*Task directions*: Your answer should consist of every line in the records that holds "starts".

*Task material*:
***
//! Zoned activation buffer.
//!
//! One `ActivationBuffer` holds the live activations of one network evaluation:
//! raw inputs, the constant bias units, every hidden neuron and every output neuron,
//! stored back to back so that a neuron's whole input history is a prefix of [`all`].
//!
//! Storage is a heap block of 32-byte aligned lanes. A leading pad (never exposed)
//! shifts the zones so the output zone starts on a lane boundary, and the output zone
//! is padded up to a whole lane.
//!
//! Buffers are plain values: keep one per thread (or per task) and pass it to
//! [`CascadeNetwork::forward`](crate::CascadeNetwork::forward) explicitly. Several
//! buffers may evaluate the same network concurrently.
//!
//! [`all`]: ActivationBuffer::all

use std::fmt;

use crate::shape::{LANE, Shape};
use crate::{Error, Result};

#[repr(C, align(32))]
#[derive(Debug, Clone, Copy, Default)]
struct Lane([f32; LANE]);

/// Reusable scratch space for one network shape.
#[derive(Debug, Clone)]
pub struct ActivationBuffer<
    const NUM_INPUT: usize,
    const NUM_ONES: usize,
    const NUM_OUTPUT: usize,
    const NUM_NEURONS: usize,
> {
    lanes: Box<[Lane]>,
}

impl<const NUM_INPUT: usize, const NUM_ONES: usize, const NUM_OUTPUT: usize, const NUM_NEURONS: usize>
    ActivationBuffer<NUM_INPUT, NUM_ONES, NUM_OUTPUT, NUM_NEURONS>
{
    const PAD: usize = Shape::<NUM_INPUT, NUM_ONES, NUM_OUTPUT, NUM_NEURONS>::LEADING_PADDING;
    const BIAS_START: usize = Self::PAD + NUM_INPUT;
    const HIDDEN_START: usize =
        Self::PAD + Shape::<NUM_INPUT, NUM_ONES, NUM_OUTPUT, NUM_NEURONS>::INPUT_ZONE_END;
    const OUTPUT_START: usize =
        Self::PAD + Shape::<NUM_INPUT, NUM_ONES, NUM_OUTPUT, NUM_NEURONS>::HIDDEN_ZONE_END;
    const END: usize =
        Self::PAD + Shape::<NUM_INPUT, NUM_ONES, NUM_OUTPUT, NUM_NEURONS>::TOTAL_ACTIVATIONS;

    /// Allocate a buffer with the input zone zeroed and the bias zone set to `1.0`.
    pub fn new() -> Self {
        let () = Shape::<NUM_INPUT, NUM_ONES, NUM_OUTPUT, NUM_NEURONS>::VALID;

        let physical = Shape::<NUM_INPUT, NUM_ONES, NUM_OUTPUT, NUM_NEURONS>::PHYSICAL_LEN;
        let mut buffer = Self {
            lanes: vec![Lane::default(); physical / LANE].into_boxed_slice(),
        };
        buffer.reset();
        buffer
    }

    /// Zero the input zone and refill the bias zone with `1.0`.
    ///
    /// Hidden and output zones are left untouched; the forward pass overwrites them.
    #[inline]
    pub fn reset(&mut self) {
        let raw = self.raw_mut();
        raw[Self::PAD..Self::BIAS_START].fill(0.0);
        raw[Self::BIAS_START..Self::HIDDEN_START].fill(1.0);
    }

    /// Copy `input` into the input zone and restore the bias zone.
    pub fn load_input(&mut self, input: &[f32]) -> Result<()> {
        if input.len() != NUM_INPUT {
            return Err(Error::InvalidShape(format!(
                "input len {} does not match network input count {NUM_INPUT}",
                input.len()
            )));
        }
        self.input_mut().copy_from_slice(input);
        self.raw_mut()[Self::BIAS_START..Self::HIDDEN_START].fill(1.0);
        Ok(())
    }

    /// Raw inputs, excluding bias.
    #[inline]
    pub fn input(&self) -> &[f32] {
        &self.raw()[Self::PAD..Self::BIAS_START]
    }

    #[inline]
    pub fn input_mut(&mut self) -> &mut [f32] {
        &mut self.raw_mut()[Self::PAD..Self::BIAS_START]
    }

    #[inline]
    pub fn bias(&self) -> &[f32] {
        &self.raw()[Self::BIAS_START..Self::HIDDEN_START]
    }

    /// Raw inputs followed by the bias units.
    #[inline]
    pub fn input_with_bias(&self) -> &[f32] {
        &self.raw()[Self::PAD..Self::HIDDEN_START]
    }

    #[inline]
    pub fn hidden(&self) -> &[f32] {
        &self.raw()[Self::HIDDEN_START..Self::OUTPUT_START]
    }

    #[inline]
    pub fn hidden_mut(&mut self) -> &mut [f32] {
        &mut self.raw_mut()[Self::HIDDEN_START..Self::OUTPUT_START]
    }

    /// Output activations (logical length `NUM_OUTPUT`).
    #[inline]
    pub fn output(&self) -> &[f32] {
        &self.raw()[Self::OUTPUT_START..Self::END]
    }

    #[inline]
    pub fn output_mut(&mut self) -> &mut [f32] {
        &mut self.raw_mut()[Self::OUTPUT_START..Self::END]
    }

    /// Output zone including its lane padding; starts 32-byte aligned.
    #[inline]
    pub fn output_padded(&self) -> &[f32] {
        &self.raw()[Self::OUTPUT_START..]
    }

    /// Hidden followed by output activations, in neuron order.
    #[inline]
    pub fn neurons(&self) -> &[f32] {
        &self.raw()[Self::HIDDEN_START..Self::END]
    }

    #[inline]
    pub fn neurons_mut(&mut self) -> &mut [f32] {
        &mut self.raw_mut()[Self::HIDDEN_START..Self::END]
    }

    /// Every activation from the first raw input to the last output neuron.
    #[inline]
    pub fn all(&self) -> &[f32] {
        &self.raw()[Self::PAD..Self::END]
    }

    #[inline]
    pub fn all_mut(&mut self) -> &mut [f32] {
        &mut self.raw_mut()[Self::PAD..Self::END]
    }

    #[inline]
    fn raw(&self) -> &[f32] {
        // SAFETY: `Lane` is `repr(C)` over `[f32; LANE]` and has no padding, so the
        // lane slice is exactly `lanes.len() * LANE` contiguous, initialized `f32`s.
        unsafe { std::slice::from_raw_parts(self.lanes.as_ptr().cast::<f32>(), self.lanes.len() * LANE) }
    }

    #[inline]
    fn raw_mut(&mut self) -> &mut [f32] {
        // SAFETY: see `raw`; the unique borrow of `self` guarantees exclusive access.
        unsafe {
            std::slice::from_raw_parts_mut(
                self.lanes.as_mut_ptr().cast::<f32>(),
                self.lanes.len() * LANE,
            )
        }
    }
}

impl<const NUM_INPUT: usize, const NUM_ONES: usize, const NUM_OUTPUT: usize, const NUM_NEURONS: usize>
    Default for ActivationBuffer<NUM_INPUT, NUM_ONES, NUM_OUTPUT, NUM_NEURONS>
{
    fn default() -> Self {
        Self::new()
    }
}

/// Whitespace-separated activations, newline terminated. Diagnostic only.
impl<const NUM_INPUT: usize, const NUM_ONES: usize, const NUM_OUTPUT: usize, const NUM_NEURONS: usize>
    fmt::Display for ActivationBuffer<NUM_INPUT, NUM_ONES, NUM_OUTPUT, NUM_NEURONS>
{
    fn fmt(&self, f: &mut fmt::Formatter<'_>) -> fmt::Result {
        for v in self.all() {
            write!(f, "{v} ")?;
        }
        writeln!(f)
    }
}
***
*Solution to the exercise*:
//! shifts the zones so the output zone starts on a lane boundary, and the output zone
    /// Output zone including its lane padding; starts 32-byte aligned.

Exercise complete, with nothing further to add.